|Copyright 1999 Phoenix Pictures
| Reviewed by Andrew Borntreger on 'a long time ago'
- Kelly Scott - Bridget Fonda! Bitchy paleontologist who seems to attract severed heads, though I'm pretty sure she's not happy about that.
- Jack Wells - Bill Pullman! Fish and Game representative and the voice of reason.
- Sheriff Hank Keough - Unhappy man, despite seeming to be fairly bright and witty everyone throws the Neanderthal jokes his way.
- Hector Cyr - Oliver Platt! Rich guy who loves swimming with crocodiles, he is a grade A nut case.
- Mrs. Bickerman - Betty White! Cantankerous (And I mean Cantankerous.) old woman who has been living on the lake for years, she's also been feeding cattle to the crocodile.
- Deputy Gare - She falls for Hector, I have no idea why.
- The Crocodile - A thirty foot monster which has migrated to Maine...

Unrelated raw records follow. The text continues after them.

use std::path::PathBuf;

use chrono::NaiveDateTime;

use crate::HeaderError;
use crate::HeaderResult;
use crate::document::Document;
use crate::document::LineEnding;

/// Identity of the file a header is written for. Every field is required;
/// a document missing any of them is treated as corrupted.
#[derive(Debug, Clone, PartialEq, Eq)]
pub struct FileMetadata {
	pub path: PathBuf,
	pub file_name: String,
	/// Lowercase extension without the leading dot.
	pub extension: String,
	pub language_id: String,
	pub line_ending: LineEnding,
	pub version: u32,
}

impl FileMetadata {
	pub fn from_document(document: &dyn Document) -> HeaderResult<Self> {
		let path = document
			.path()
			.ok_or(HeaderError::MetadataCorruption { field: "path" })?;
		let file_name = path
			.file_name()
			.map(|name| name.to_string_lossy().into_owned())
			.filter(|name| !name.is_empty())
			.ok_or(HeaderError::MetadataCorruption { field: "file name" })?;
		let extension = path
			.extension()
			.map(|ext| ext.to_string_lossy().to_ascii_lowercase())
			.filter(|ext| !ext.is_empty())
			.ok_or(HeaderError::MetadataCorruption { field: "extension" })?;
		let language_id = document
			.language_id()
			.map(str::trim)
			.filter(|id| !id.is_empty())
			.ok_or(HeaderError::MetadataCorruption {
				field: "language id",
			})?
			.to_string();
		let line_ending = document
			.line_ending()
			.ok_or(HeaderError::MetadataCorruption { field: "eol" })?;
		let version = document
			.version()
			.ok_or(HeaderError::MetadataCorruption { field: "version" })?;

		Ok(Self {
			path: path.to_path_buf(),
			file_name,
			extension,
			language_id,
			line_ending,
			version,
		})
	}
}

/// Everything rendered into a header.
#[derive(Debug, Clone, PartialEq, Eq)]
pub struct HeaderMetadata {
	pub project_name: String,
	pub file: FileMetadata,
	pub created: NaiveDateTime,
	pub modified: NaiveDateTime,
	pub description: String,
	pub purpose: String,
	pub logo: Vec<String>,
}
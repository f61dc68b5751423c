use std::cell::RefCell;
use std::fmt;

use serde::Serialize;

/// The engine component that emitted a diagnostic.
#[derive(Debug, Clone, Copy, PartialEq, Eq, Hash, Serialize)]
#[serde(rename_all = "snake_case")]
pub enum Component {
	RuleResolver,
	PrefixSelector,
	HeaderBuilder,
	HeaderLocator,
	Lifecycle,
	Config,
}

impl Component {
	pub fn as_str(self) -> &'static str {
		match self {
			Self::RuleResolver => "rule_resolver",
			Self::PrefixSelector => "prefix_selector",
			Self::HeaderBuilder => "header_builder",
			Self::HeaderLocator => "header_locator",
			Self::Lifecycle => "lifecycle",
			Self::Config => "config",
		}
	}
}

impl fmt::Display for Component {
	fn fmt(&self, f: &mut fmt::Formatter<'_>) -> fmt::Result {
		f.write_str(self.as_str())
	}
}

#[derive(Debug, Clone, Copy, PartialEq, Eq, PartialOrd, Ord, Serialize)]
#[serde(rename_all = "snake_case")]
pub enum Level {
	Debug,
	Info,
	Warning,
	Error,
}

/// A message emitted by one of the engine components.
#[derive(Debug, Clone, PartialEq, Eq, Serialize)]
pub struct Diagnostic {
	pub component: Component,
	pub level: Level,
	pub message: String,
}

impl Diagnostic {
	pub fn new(component: Component, level: Level, message: impl Into<String>) -> Self {
		Self {
			component,
			level,
			message: message.into(),
		}
	}
}

impl fmt::Display for Diagnostic {
	fn fmt(&self, f: &mut fmt::Formatter<'_>) -> fmt::Result {
		write!(f, "[{}] {}", self.component, self.message)
	}
}

/// Receiver for engine diagnostics.
///
/// Every component reports through the sink it was constructed with, so
/// callers decide whether messages end up in a log, a terminal, or a test
/// buffer.
pub trait DiagnosticSink {
	fn emit(&self, diagnostic: Diagnostic);

	fn debug(&self, component: Component, message: &str) {
		self.emit(Diagnostic::new(component, Level::Debug, message));
	}

	fn info(&self, component: Component, message: &str) {
		self.emit(Diagnostic::new(component, Level::Info, message));
	}

	fn warning(&self, component: Component, message: &str) {
		self.emit(Diagnostic::new(component, Level::Warning, message));
	}

	fn error(&self, component: Component, message: &str) {
		self.emit(Diagnostic::new(component, Level::Error, message));
	}
}

/// Forwards diagnostics to `tracing` with the component as a field.
#[derive(Debug, Default, Clone, Copy)]
pub struct TracingSink;

impl DiagnosticSink for TracingSink {
	fn emit(&self, diagnostic: Diagnostic) {
		let component = diagnostic.component.as_str();
		let message = diagnostic.message.as_str();
		match diagnostic.level {
			Level::Debug => tracing::debug!(component, "{message}"),
			Level::Info => tracing::info!(component, "{message}"),
			Level::Warning => tracing::warn!(component, "{message}"),
			Level::Error => tracing::error!(component, "{message}"),
		}
	}
}

/// Keeps every diagnostic in memory so callers can inspect what a run
/// reported.
#[derive(Debug, Default)]
pub struct CollectingSink {
	entries: RefCell<Vec<Diagnostic>>,
}

impl CollectingSink {
	pub fn new() -> Self {
		Self::default()
	}

	/// Remove and return everything collected so far.
	pub fn take(&self) -> Vec<Diagnostic> {
		self.entries.take()
	}

	pub fn entries(&self) -> Vec<Diagnostic> {
		self.entries.borrow().clone()
	}

	/// Returns true if any collected message contains `needle`.
	pub fn contains(&self, needle: &str) -> bool {
		self.entries
			.borrow()
			.iter()
			.any(|entry| entry.message.contains(needle))
	}
}

impl DiagnosticSink for CollectingSink {
	fn emit(&self, diagnostic: Diagnostic) {
		self.entries.borrow_mut().push(diagnostic);
	}
}

impl<T: DiagnosticSink + ?Sized> DiagnosticSink for &T {
	fn emit(&self, diagnostic: Diagnostic) {
		(**self).emit(diagnostic);
	}
}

|The technology and actors recruited for these things might keep getting better, but one look at the plot and you have to wonder. All of our characters gravitate to the backwoods of Maine, bent on investigating the strange death of a diver studying beaver populations. Pretty soon the truth is apparent, for some reason an enormous tropical crocodile has made the lake his home. Not only that, but the darn thing seems to be diabetic or possibly warm blooded. (Which would explain it's high rate of metabolism and ability to survive winters in Maine.) So we have Jack and Sheriff Keough running around trying to kill the thing, Kelly is mostly on the conservation side, (Save the fig bucking crocodile!), and Hector probably wants to build a shrine. That last gentleman on our list is a piece of art by the way, when he's not setting snare traps (Which might seriously screw with a human, but not some reptile weighing a few thousand pounds.) he's ranting about them being "dragons." True, the English description of such monsters would closely match a giant crocodile, but the beast in question would have eaten Saint George's horse, then the unhappy knight. After a few close calls, one too close for a deputy, they decide to trap the monster. Just see the plan going all wrong and everyone running all over the place trying to avoid the snapping jaws don't you? You'd be absolutely correct, a few even blaze away with rifles to no effect. Which leads me to a final question, ignoring the strange shotgun/antitank weapon Sheriff Keough owns, why didn't anyone have a weapon capable of killing this thing? I'm certain a good rifle, such as a 30-06, 300 Win, or even 458 Win, would have done just fine. |
|Things I Learned From This Movie:|| |
- Crocodiles have a difficult time with bite sized divers.
- Sexual harassment laws are starting to border on ridiculous.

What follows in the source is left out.